- _Supplied data_:

++++++++++

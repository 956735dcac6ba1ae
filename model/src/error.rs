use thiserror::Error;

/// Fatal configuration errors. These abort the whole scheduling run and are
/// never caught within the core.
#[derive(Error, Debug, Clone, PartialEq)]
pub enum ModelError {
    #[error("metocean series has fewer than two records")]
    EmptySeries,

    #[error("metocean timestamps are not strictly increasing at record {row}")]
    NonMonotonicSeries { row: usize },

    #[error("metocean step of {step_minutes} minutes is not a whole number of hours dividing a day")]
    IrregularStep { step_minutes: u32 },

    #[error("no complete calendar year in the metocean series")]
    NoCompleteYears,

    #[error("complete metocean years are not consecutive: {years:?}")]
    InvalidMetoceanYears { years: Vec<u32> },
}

++++++++++

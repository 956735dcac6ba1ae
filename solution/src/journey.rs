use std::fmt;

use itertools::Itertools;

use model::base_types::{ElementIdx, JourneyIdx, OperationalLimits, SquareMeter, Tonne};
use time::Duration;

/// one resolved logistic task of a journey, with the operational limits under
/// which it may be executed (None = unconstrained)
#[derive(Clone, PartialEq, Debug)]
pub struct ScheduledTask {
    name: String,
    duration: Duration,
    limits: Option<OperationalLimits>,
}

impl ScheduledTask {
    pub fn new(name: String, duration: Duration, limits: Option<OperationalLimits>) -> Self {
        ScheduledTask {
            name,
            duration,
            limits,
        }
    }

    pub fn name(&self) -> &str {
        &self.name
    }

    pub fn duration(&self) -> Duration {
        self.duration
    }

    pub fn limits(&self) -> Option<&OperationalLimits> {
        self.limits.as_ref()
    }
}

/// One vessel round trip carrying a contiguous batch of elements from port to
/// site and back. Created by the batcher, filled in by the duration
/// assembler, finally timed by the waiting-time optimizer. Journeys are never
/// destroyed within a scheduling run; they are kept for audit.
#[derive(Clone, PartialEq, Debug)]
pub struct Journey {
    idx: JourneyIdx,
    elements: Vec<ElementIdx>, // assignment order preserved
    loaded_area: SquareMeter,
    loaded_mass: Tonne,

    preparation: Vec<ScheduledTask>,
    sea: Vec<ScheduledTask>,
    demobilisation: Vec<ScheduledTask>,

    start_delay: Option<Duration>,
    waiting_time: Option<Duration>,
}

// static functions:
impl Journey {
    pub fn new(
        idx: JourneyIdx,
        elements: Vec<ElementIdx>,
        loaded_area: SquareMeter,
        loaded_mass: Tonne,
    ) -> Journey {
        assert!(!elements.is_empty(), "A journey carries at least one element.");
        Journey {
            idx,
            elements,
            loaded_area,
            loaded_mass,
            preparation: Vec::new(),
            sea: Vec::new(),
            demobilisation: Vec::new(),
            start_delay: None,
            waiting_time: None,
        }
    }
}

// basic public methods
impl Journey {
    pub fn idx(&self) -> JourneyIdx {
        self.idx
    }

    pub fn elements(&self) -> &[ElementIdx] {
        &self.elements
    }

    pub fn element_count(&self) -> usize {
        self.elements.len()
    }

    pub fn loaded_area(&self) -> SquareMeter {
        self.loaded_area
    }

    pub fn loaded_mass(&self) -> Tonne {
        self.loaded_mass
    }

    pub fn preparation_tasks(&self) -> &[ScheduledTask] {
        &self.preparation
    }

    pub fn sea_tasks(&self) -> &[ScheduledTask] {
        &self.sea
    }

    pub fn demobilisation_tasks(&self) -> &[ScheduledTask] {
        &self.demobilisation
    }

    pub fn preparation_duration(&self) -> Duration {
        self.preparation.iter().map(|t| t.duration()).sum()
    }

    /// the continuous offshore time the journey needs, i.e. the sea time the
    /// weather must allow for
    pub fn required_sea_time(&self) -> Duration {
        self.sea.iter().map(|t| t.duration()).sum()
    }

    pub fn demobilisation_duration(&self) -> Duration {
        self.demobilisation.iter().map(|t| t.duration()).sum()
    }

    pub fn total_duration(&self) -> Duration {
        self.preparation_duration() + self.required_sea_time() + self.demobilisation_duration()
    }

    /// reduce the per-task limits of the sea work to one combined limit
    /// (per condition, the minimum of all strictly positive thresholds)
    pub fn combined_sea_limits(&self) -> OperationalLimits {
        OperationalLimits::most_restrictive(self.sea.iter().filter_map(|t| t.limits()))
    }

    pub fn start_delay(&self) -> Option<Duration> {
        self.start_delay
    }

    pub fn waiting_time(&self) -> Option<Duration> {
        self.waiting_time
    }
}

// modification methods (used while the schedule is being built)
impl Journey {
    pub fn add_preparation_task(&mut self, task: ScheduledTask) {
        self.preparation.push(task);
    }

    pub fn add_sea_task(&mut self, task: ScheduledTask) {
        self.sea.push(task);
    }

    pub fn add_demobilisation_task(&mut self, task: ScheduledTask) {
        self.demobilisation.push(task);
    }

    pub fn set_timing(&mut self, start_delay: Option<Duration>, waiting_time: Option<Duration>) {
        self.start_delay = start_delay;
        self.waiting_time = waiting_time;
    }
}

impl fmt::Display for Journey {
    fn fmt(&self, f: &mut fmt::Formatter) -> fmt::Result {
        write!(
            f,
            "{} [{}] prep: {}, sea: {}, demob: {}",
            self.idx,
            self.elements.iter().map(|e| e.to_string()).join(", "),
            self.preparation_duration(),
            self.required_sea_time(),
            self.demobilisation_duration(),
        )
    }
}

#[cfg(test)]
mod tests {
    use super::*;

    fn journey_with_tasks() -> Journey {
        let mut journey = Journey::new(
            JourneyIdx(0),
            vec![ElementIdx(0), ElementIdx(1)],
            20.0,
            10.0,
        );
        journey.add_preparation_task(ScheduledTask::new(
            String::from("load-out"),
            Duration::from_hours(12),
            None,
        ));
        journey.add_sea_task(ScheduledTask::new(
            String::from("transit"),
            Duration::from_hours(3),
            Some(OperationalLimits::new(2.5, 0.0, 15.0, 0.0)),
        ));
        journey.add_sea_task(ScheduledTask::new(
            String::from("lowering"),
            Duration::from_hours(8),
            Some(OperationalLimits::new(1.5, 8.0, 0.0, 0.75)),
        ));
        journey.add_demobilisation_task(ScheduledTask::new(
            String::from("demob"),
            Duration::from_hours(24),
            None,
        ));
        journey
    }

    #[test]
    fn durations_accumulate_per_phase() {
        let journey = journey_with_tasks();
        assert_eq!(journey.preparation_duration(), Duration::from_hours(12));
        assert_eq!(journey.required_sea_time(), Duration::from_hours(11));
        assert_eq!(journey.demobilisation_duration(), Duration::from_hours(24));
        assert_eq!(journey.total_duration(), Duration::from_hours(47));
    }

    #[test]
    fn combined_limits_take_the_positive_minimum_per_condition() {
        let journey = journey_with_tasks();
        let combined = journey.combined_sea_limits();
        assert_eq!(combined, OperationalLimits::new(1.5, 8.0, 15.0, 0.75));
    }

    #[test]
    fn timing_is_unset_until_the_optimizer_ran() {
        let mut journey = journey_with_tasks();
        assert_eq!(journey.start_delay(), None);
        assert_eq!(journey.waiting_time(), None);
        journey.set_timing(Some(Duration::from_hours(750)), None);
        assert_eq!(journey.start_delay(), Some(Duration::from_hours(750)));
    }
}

++++++++++

- _Work instructions_:
Work out how many lines in the data above hold the word "OperationalLimits". Reply with nothing but the count.

- _Your solution_:
9